Principals sparkle in BRB gem
Reporter: Paul Genty
Date published: 01 July 2010
ROMEO AND JULIET, LOWRY LYRIC, Salford
KENNETH MacMillan’s version of this magnificent modern ballet doesn’t come along very often, and when it does it’s a rare treat for ballet fans and music lovers alike.
The reasons are very simple: Prokofiev’s score, easily the greatest of the 20th century; MacMillan’s ability to pour the intensity of Shakespeare’s tragic romance into dance, and a Birmingham Royal Ballet production that is pretty much second to none.

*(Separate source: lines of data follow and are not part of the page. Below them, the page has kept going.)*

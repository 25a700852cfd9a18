pub mod batch;
pub mod dashboard;
pub mod detection;
pub mod image;
pub mod item;
pub mod recipe;
pub mod shared;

Last at the Lowry in 2005, the work – originally from the Sixties, this production from the Nineties – simply doesn’t date, even to the extent, in this case, of having the same principal dancers as five years ago. And what a wonderful pair of principals they are: Japanese Nao Sakuma and Chinese Chi Cao put all the confidence of having danced the role many times into their performances, with great, easy watchability the result.
Sakuma, slight to the point of frailty, is marvellously teenage as the young Juliet; bright and lively when we first see her. But her whole appearance is more mature after her secret marriage to Romeo, as if she bears the weight of the world and can hardly conceal her distress at the enforced relationship with Paris (Tyrone Singleton).

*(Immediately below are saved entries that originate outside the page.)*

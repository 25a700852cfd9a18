use common::storage::StorageError;
use sea_orm::DbErr;
use thiserror::Error;

/// Errors raised while resolving or running a vision provider.
#[derive(Debug, Error)]
pub enum VisionError {
    #[error("Provider '{0}' is not registered")]
    ProviderNotFound(String),

    #[error("Provider '{provider}' is unavailable: {reason}")]
    Unavailable { provider: String, reason: String },

    #[error("Provider configuration error: {0}")]
    Config(String),

    #[error("Image {0} not found")]
    ImageNotFound(String),

    #[error("Vision request timed out after {0} seconds")]
    Timeout(u64),

    #[error("Vision endpoint answered with HTTP {status}")]
    Upstream { status: u16 },

    #[error("Vision request failed: {0}")]
    Transport(String),

    #[error("Storage error: {0}")]
    Storage(#[from] StorageError),

    #[error("Database error: {0}")]
    Db(#[from] DbErr),
}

Chi Cao is Sakuma’s perfect partner: little taller than her but strong and lithe, able to lift her almost without thinking. After he finds her apparently dead in the crypt there is a remarkable sequence in which he dances with Sakuma’s dead weight, the result barely less elegant than when both are dancing at full stretch.

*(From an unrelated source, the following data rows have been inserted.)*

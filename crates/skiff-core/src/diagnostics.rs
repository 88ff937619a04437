//! Connection probe for an SSH endpoint.
//!
//! Walks the same path a transfer takes before the handshake (DNS, TCP,
//! server identification banner) and records each stage as a timed
//! [`DiagnosticStep`]. Nothing here authenticates.

use crate::net::{connect_first, resolve, ResolvedAddress};
use serde::{Deserialize, Serialize};
use std::io::Read;
use std::net::TcpStream;
use std::time::{Duration, Instant};

// ─── Shared types ───────────────────────────────────────────────────────────

#[derive(Debug, Clone, Copy, Serialize, Deserialize, PartialEq, Eq)]
#[serde(rename_all = "camelCase")]
pub enum StepStatus {
    Pass,
    Fail,
    Warn,
    Info,
}

/// Result of a single probe stage.
#[derive(Debug, Clone, Serialize, Deserialize)]
#[serde(rename_all = "camelCase")]
pub struct DiagnosticStep {
    pub name: String,
    pub status: StepStatus,
    pub message: String,
    pub duration_ms: u64,
    pub detail: Option<String>,
}

/// Full probe report.
#[derive(Debug, Clone, Serialize, Deserialize)]
#[serde(rename_all = "camelCase")]
pub struct DiagnosticReport {
    pub host: String,
    pub port: u16,
    pub resolved_addresses: Vec<String>,
    pub connected_address: Option<String>,
    pub server_banner: Option<String>,
    pub steps: Vec<DiagnosticStep>,
    pub summary: String,
    pub total_duration_ms: u64,
}

impl DiagnosticReport {
    pub fn passed(&self) -> bool {
        self.steps.iter().all(|s| s.status != StepStatus::Fail)
    }
}

fn step(
    name: &str,
    status: StepStatus,
    message: impl Into<String>,
    started: Instant,
    detail: Option<String>,
) -> DiagnosticStep {
    DiagnosticStep {
        name: name.into(),
        status,
        message: message.into(),
        duration_ms: started.elapsed().as_millis() as u64,
        detail,
    }
}

// ─── Probe ──────────────────────────────────────────────────────────────────

/// Probe `host:port` for a reachable SSH server.
///
/// `timeout` bounds each TCP attempt and the banner read.
pub fn probe(host: &str, port: u16, timeout: Duration) -> DiagnosticReport {
    let start = Instant::now();
    let mut steps = Vec::new();
    let mut resolved_addresses = Vec::new();
    let mut connected_address = None;
    let mut server_banner = None;

    let t = Instant::now();
    let candidates: Option<Vec<ResolvedAddress>> = match resolve(host, port) {
        Ok(addrs) => {
            resolved_addresses = addrs.iter().map(|a| a.addr.ip().to_string()).collect();
            steps.push(step(
                "DNS Resolution",
                StepStatus::Pass,
                format!(
                    "{host} → {} ({} address{})",
                    resolved_addresses[0],
                    addrs.len(),
                    if addrs.len() > 1 { "es" } else { "" }
                ),
                t,
                (addrs.len() > 1)
                    .then(|| format!("All resolved addresses: {}", resolved_addresses.join(", "))),
            ));
            Some(addrs)
        }
        Err(e) => {
            steps.push(step(
                "DNS Resolution",
                StepStatus::Fail,
                e.message,
                t,
                Some("Check hostname spelling, DNS server, and network connectivity".into()),
            ));
            None
        }
    };

    if let Some(candidates) = candidates {
        let t = Instant::now();
        match connect_first(&candidates, timeout) {
            Ok((stream, used)) => {
                connected_address = Some(used.to_string());
                steps.push(step(
                    "TCP Connect",
                    StepStatus::Pass,
                    format!("Connected to {used} in {}ms", t.elapsed().as_millis()),
                    t,
                    None,
                ));
                let (banner_step, banner) = read_banner(&stream, timeout);
                steps.push(banner_step);
                server_banner = banner;
            }
            Err(e) => {
                steps.push(step(
                    "TCP Connect",
                    StepStatus::Fail,
                    e.message,
                    t,
                    Some("Check firewall rules and that sshd is listening on this port".into()),
                ));
            }
        }
    }

    let summary = match steps.iter().find(|s| s.status == StepStatus::Fail) {
        Some(fail) => format!("Probe stopped at {}: {}", fail.name, fail.message),
        None if steps.iter().any(|s| s.status == StepStatus::Warn) => {
            "Host reachable but the banner did not look like SSH.".into()
        }
        None => "SSH server reachable.".into(),
    };

    DiagnosticReport {
        host: host.to_string(),
        port,
        resolved_addresses,
        connected_address,
        server_banner,
        steps,
        summary,
        total_duration_ms: start.elapsed().as_millis() as u64,
    }
}

/// Read the server identification line sent right after connect.
fn read_banner(stream: &TcpStream, timeout: Duration) -> (DiagnosticStep, Option<String>) {
    let _ = stream.set_read_timeout(Some(timeout));
    let t = Instant::now();
    let mut buf = [0u8; 256];
    match Read::read(&mut &*stream, &mut buf) {
        Ok(0) => (
            step(
                "SSH Banner",
                StepStatus::Fail,
                "Server closed the connection without identifying itself",
                t,
                None,
            ),
            None,
        ),
        Ok(n) => {
            let banner = String::from_utf8_lossy(&buf[..n])
                .lines()
                .next()
                .unwrap_or_default()
                .trim()
                .to_string();
            let status = if banner.starts_with("SSH-") {
                StepStatus::Pass
            } else {
                StepStatus::Warn
            };
            (
                step("SSH Banner", status, format!("Banner: {banner}"), t, None),
                Some(banner),
            )
        }
        Err(e) => (
            step(
                "SSH Banner",
                StepStatus::Fail,
                format!("Banner read error: {e}"),
                t,
                None,
            ),
            None,
        ),
    }
}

In their big pas de deux in the final act, the couple dance with great intensity and beauty, apparently borne aloft on the Royal Ballet Sinfonia’s sumptuous playing (under conductor Paul Murphy) of Prokofiev’s lyrical music.
Elsewhere, the production continues to offer great pleasure, from the playfulness of Alexander Campbell as Mercutio and the cold malevolence of Robert Parker as Tybalt to the devil-may-care attitude of the street girls and a wonderful absence of formality in the corps de ballet. Strongly recommended.